As many of us who live in the Tri-State area and have a love affair with beef know, Charlie Brown’s Steakhouse is the name of a chain of restaurants in NY, NJ and PA. One in particular is near and dear to my heart as I have had countless meals there, most of which was when I was a kid, stood for over 30 years at the corner of Central Park Ave and Underhill St.
However call it bad luck, call it greed, call it mis-management, but in 2010, the proud restaurant chain of over 70 locations was forced to shut down 47 steakhouses across the area, including the one in Yonkers, thus sealing off and ending another link to my youth and keeping in a long-standing New York tradition of “out with the old and in with the new”.
The “new” however is still yet to be determined as nothing as of 2011 has been put in the location’s place.
Charlie Brown’s was in my opinion, an experience. Perhaps my view of the restaurant is severely clouded behind a six-year-old’s eyes, but the place was special. First of all it had a salad bar and while that may not be so special, it is becoming quite the antiquated amenity for restaurants across the country.
People would flock to restaurants years ago simply based on how good of a salad bar they had, despite whatever the regular menu had to offer. I have to imagine though that the cost effectiveness of maintaining the salad bar led to its demise and nowadays, we only have two options, house salad or caesar.
Aside from all that, the restaurant was shaped in a very intimate way. There were 5 different full-sized rooms for you to eat in. The first being the bar area of course, but there were 3 other areas that only had booths in them. So you really could have a very nice experience of sitting in a dimly lit quiet booth with either your date, spouse or family.

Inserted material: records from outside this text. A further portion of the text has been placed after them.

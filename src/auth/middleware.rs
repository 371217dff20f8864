//! Bearer 令牌认证中间件

use crate::{error::AppError, models::user::User, services::AuthService};
use axum::{
    extract::{FromRequestParts, Request, State},
    http::{header, HeaderMap},
    middleware::Next,
    response::Response,
};
use std::sync::Arc;

/// 当前已认证且处于启用状态的用户（附加到请求扩展）
#[derive(Debug, Clone)]
pub struct CurrentUser(pub User);

// 实现 FromRequestParts 以便在 handler 中直接提取 CurrentUser
impl<S> FromRequestParts<S> for CurrentUser
where
    S: Send + Sync,
{
    type Rejection = AppError;

    async fn from_request_parts(
        parts: &mut axum::http::request::Parts,
        _state: &S,
    ) -> Result<Self, Self::Rejection> {
        parts
            .extensions
            .get::<CurrentUser>()
            .cloned()
            .ok_or(AppError::InvalidToken)
    }
}

/// 从 Authorization 头提取令牌
pub fn extract_token(headers: &HeaderMap) -> Result<String, AppError> {
    headers
        .get(header::AUTHORIZATION)
        .and_then(|v| v.to_str().ok())
        .and_then(|s| s.split_once(' '))
        .filter(|(scheme, token)| scheme.eq_ignore_ascii_case("bearer") && !token.trim().is_empty())
        .map(|(_, token)| token.trim().to_string())
        .ok_or(AppError::InvalidToken)
}

/// 认证中间件：解析令牌、校验账户状态
pub async fn jwt_auth_middleware(
    State(auth_service): State<Arc<AuthService>>,
    mut req: Request,
    next: Next,
) -> Result<Response, AppError> {
    let token = extract_token(req.headers())?;

    let user = auth_service.resolve_active(&token).await?;

    req.extensions_mut().insert(CurrentUser(user));

    Ok(next.run(req).await)
}
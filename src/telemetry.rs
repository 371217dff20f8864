//! 日志与追踪系统
//! 初始化结构化日志

use crate::config::AppConfig;
use tracing_subscriber::{layer::SubscriberExt, util::SubscriberInitExt, EnvFilter, Layer};

/// 初始化日志与追踪系统
pub fn init_telemetry(config: &AppConfig) {
    // 从环境变量构建过滤器
    let env_filter =
        EnvFilter::try_from_default_env().unwrap_or_else(|_| EnvFilter::new(&config.logging.level));

    // 根据配置选择日志格式
    let log_layer = match config.logging.format.to_lowercase().as_str() {
        "json" => tracing_subscriber::fmt::layer()
            .json()
            .with_target(false)
            .with_span_events(tracing_subscriber::fmt::format::FmtSpan::CLOSE)
            .boxed(),
        "pretty" => tracing_subscriber::fmt::layer()
            .pretty()
            .with_target(false)
            .boxed(),
        _ => tracing_subscriber::fmt::layer().with_target(false).boxed(),
    };

    // try_init: 测试中可能被多次调用
    let _ = tracing_subscriber::registry()
        .with(env_filter)
        .with(log_layer)
        .try_init();

    tracing::info!(
        version = env!("CARGO_PKG_VERSION"),
        level = %config.logging.level,
        format = %config.logging.format,
        "Telemetry initialized"
    );
}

The fifth room was also an experience all its own as it was shaped like an old library from someone’s mansion, complete with real and fake books, fire-place and old pictures. A far cry from the Australian themed steakhouses of the 21st century.
As time went on however, so to, did the intimacy, the flare and perhaps even the patrons themselves. In time, the areas that were “booth only” became riddled with as many tables as they could legally squeeze into the space and the dining area lost its charm amongst the hustle and bustle of the 21st century.

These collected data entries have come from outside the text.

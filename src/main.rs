//! 认证服务主入口

use inventory_auth::{app, config::AppConfig, handlers::health, routes, telemetry};
use tokio::net::TcpListener;
use tokio::signal;

#[tokio::main]
async fn main() -> anyhow::Result<()> {
    // ===== CLI 参数处理 =====
    let args: Vec<String> = std::env::args().collect();

    if args.len() > 1 {
        match args[1].as_str() {
            "--version" => {
                println!("inventory-auth {}", env!("CARGO_PKG_VERSION"));
                return Ok(());
            }
            "--help" => {
                print_help();
                return Ok(());
            }
            _ => {
                eprintln!("未知参数: {}", args[1]);
                print_help();
                std::process::exit(1);
            }
        }
    }

    // 加载 .env 文件（开发环境）
    // 按优先级加载：.env.local > .env.development > .env
    if let Ok(env) = std::env::var("INV_ENV") {
        dotenv::from_filename(format!(".env.{}", env)).ok();
    } else {
        dotenv::from_filename(".env.local").ok();
        dotenv::from_filename(".env.development").ok();
        dotenv::dotenv().ok();
    }

    health::set_start_time();

    // 1. 加载配置
    let config = AppConfig::from_env().map_err(|e| {
        eprintln!("Configuration error: {}", e);
        anyhow::anyhow!("Failed to load configuration: {}", e)
    })?;

    // 2. 初始化日志
    telemetry::init_telemetry(&config);

    tracing::info!(version = env!("CARGO_PKG_VERSION"), "Inventory auth starting...");

    // 3. 构建应用状态（用户存储、令牌服务）
    let app_state = app::build_state(config.clone()).await?;

    // 4. 构建路由
    let app = routes::create_router(app_state);

    // 5. 启动服务器
    let addr = &config.server.addr;
    let listener = TcpListener::bind(addr).await?;

    tracing::info!(addr = %addr, "Server listening");

    // 6. 优雅关闭
    axum::serve(listener, app)
        .with_graceful_shutdown(shutdown_signal(config.server.graceful_shutdown_timeout_secs))
        .await?;

    tracing::info!("Server shutdown complete");
    Ok(())
}

/// 优雅关闭信号处理
async fn shutdown_signal(timeout_secs: u64) {
    let ctrl_c = async {
        if let Err(e) = signal::ctrl_c().await {
            tracing::error!("Failed to install Ctrl+C handler: {}", e);
            std::future::pending::<()>().await;
        }
    };

    #[cfg(unix)]
    let terminate = async {
        match signal::unix::signal(signal::unix::SignalKind::terminate()) {
            Ok(mut sig) => {
                sig.recv().await;
            }
            Err(e) => {
                tracing::error!("Failed to install SIGTERM handler: {}", e);
                std::future::pending::<()>().await;
            }
        }
    };

    #[cfg(not(unix))]
    let terminate = std::future::pending::<()>();

    tokio::select! {
        _ = ctrl_c => {
            tracing::info!("Ctrl+C received, starting graceful shutdown");
        },
        _ = terminate => {
            tracing::info!("Terminate signal received, starting graceful shutdown");
        },
    }

    // 超时后强制退出
    tokio::spawn(async move {
        tokio::time::sleep(std::time::Duration::from_secs(timeout_secs)).await;
        tracing::warn!("Graceful shutdown timeout reached, forcing exit");
        std::process::exit(1);
    });
}

/// 打印帮助信息
fn print_help() {
    println!("inventory-auth {}", env!("CARGO_PKG_VERSION"));
    println!();
    println!("用法: inventory-auth [选项]");
    println!();
    println!("选项:");
    println!("  --version     打印版本信息并退出");
    println!("  --help        打印此帮助信息并退出");
    println!();
    println!("环境变量:");
    println!("  所有配置通过环境变量完成（前缀 INV_，层级分隔符 __）");
    println!("  可用选项请参考 .env.example");
}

I am still bewildered however as to how so many of these restaurants needed to close down and especially the one in Yonkers. Did people stop going? Was it dead there on like a Friday or Saturday night? Could they not compete with the Outbacks, Chili’s and Red Lobsters of the world?

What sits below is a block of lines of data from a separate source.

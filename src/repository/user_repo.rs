//! User repository (数据库访问层)

use super::{hash_blocking, UserStore};
use crate::{
    auth::password::PasswordHasher,
    error::AppError,
    models::user::{NewUser, User},
};
use async_trait::async_trait;
use sqlx::PgPool;

/// PostgreSQL 用户存储
pub struct PgUserStore {
    db: PgPool,
    hasher: PasswordHasher,
}

impl PgUserStore {
    pub fn new(db: PgPool, hasher: PasswordHasher) -> Self {
        Self { db, hasher }
    }
}

#[async_trait]
impl UserStore for PgUserStore {
    async fn get_user(&self, username: &str) -> Result<Option<User>, AppError> {
        let user = sqlx::query_as::<_, User>(
            r#"
            SELECT id, username, email, full_name, password_hash, disabled, created_at
            FROM users WHERE username = $1
            "#,
        )
        .bind(username)
        .fetch_optional(&self.db)
        .await?;

        Ok(user)
    }

    async fn get_user_by_email(&self, email: &str) -> Result<Option<User>, AppError> {
        let user = sqlx::query_as::<_, User>(
            r#"
            SELECT id, username, email, full_name, password_hash, disabled, created_at
            FROM users WHERE email = $1
            "#,
        )
        .bind(email)
        .fetch_optional(&self.db)
        .await?;

        Ok(user)
    }

    async fn add_user(&self, new_user: NewUser, password: &str) -> Result<User, AppError> {
        let password_hash = hash_blocking(&self.hasher, password).await?;

        sqlx::query_as::<_, User>(
            r#"
            INSERT INTO users (id, username, email, full_name, password_hash, disabled)
            VALUES ($1, $2, $3, $4, $5, $6)
            RETURNING id, username, email, full_name, password_hash, disabled, created_at
            "#,
        )
        .bind(uuid::Uuid::new_v4())
        .bind(&new_user.username)
        .bind(&new_user.email)
        .bind(&new_user.full_name)
        .bind(&password_hash)
        .bind(new_user.disabled)
        .fetch_one(&self.db)
        .await
        .map_err(|e| match e {
            sqlx::Error::Database(ref db_err) if db_err.is_unique_violation() => {
                AppError::Conflict(format!("User {} already exists", new_user.username))
            }
            other => AppError::Database(other),
        })
    }

    async fn delete_user(&self, username: &str) -> Result<bool, AppError> {
        let result = sqlx::query("DELETE FROM users WHERE username = $1")
            .bind(username)
            .execute(&self.db)
            .await?;

        Ok(result.rows_affected() > 0)
    }
}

One of my favorite things about the restaurant has always been something that I am sure if I was to eat it, I probably would puke! The logo!
Created in 1966 by the same three businessmen who started the restaurant chain, I like to think that it is a picture of two businessmen…or Women since Women are now equal in the workplace, shaking hands over a business dinner meeting.
Another nice touch on the outside of the building are the trees that line the outside. Something about a restaurant having an enticing and intimate decor on the outside just simply makes it all the better dining experience in my opinion. When you visit a restaurant, your experience begins the moment you leave your car and walk up to the door.
Finally…after your meal, after you have eaten the “Queen” or “King” cut Prime Rib dinners, once you have sat with your family laughing and chewing your way through a delightful evening, after all this…a balloon would be given to each child as they exited the restaurant.
Almost without fail, I would release the balloon up into the sky within the first 10 seconds of getting it, but again, this was all a part of the Charlie Brown’s experience.
The location will hopefully yield new memories for other kids when it becomes home to a new establishment in the future and as for myself, the Steakhouse on Central Ave will always be in business in my mind, always keeping its intimacy and always keeping me coming back for years to come.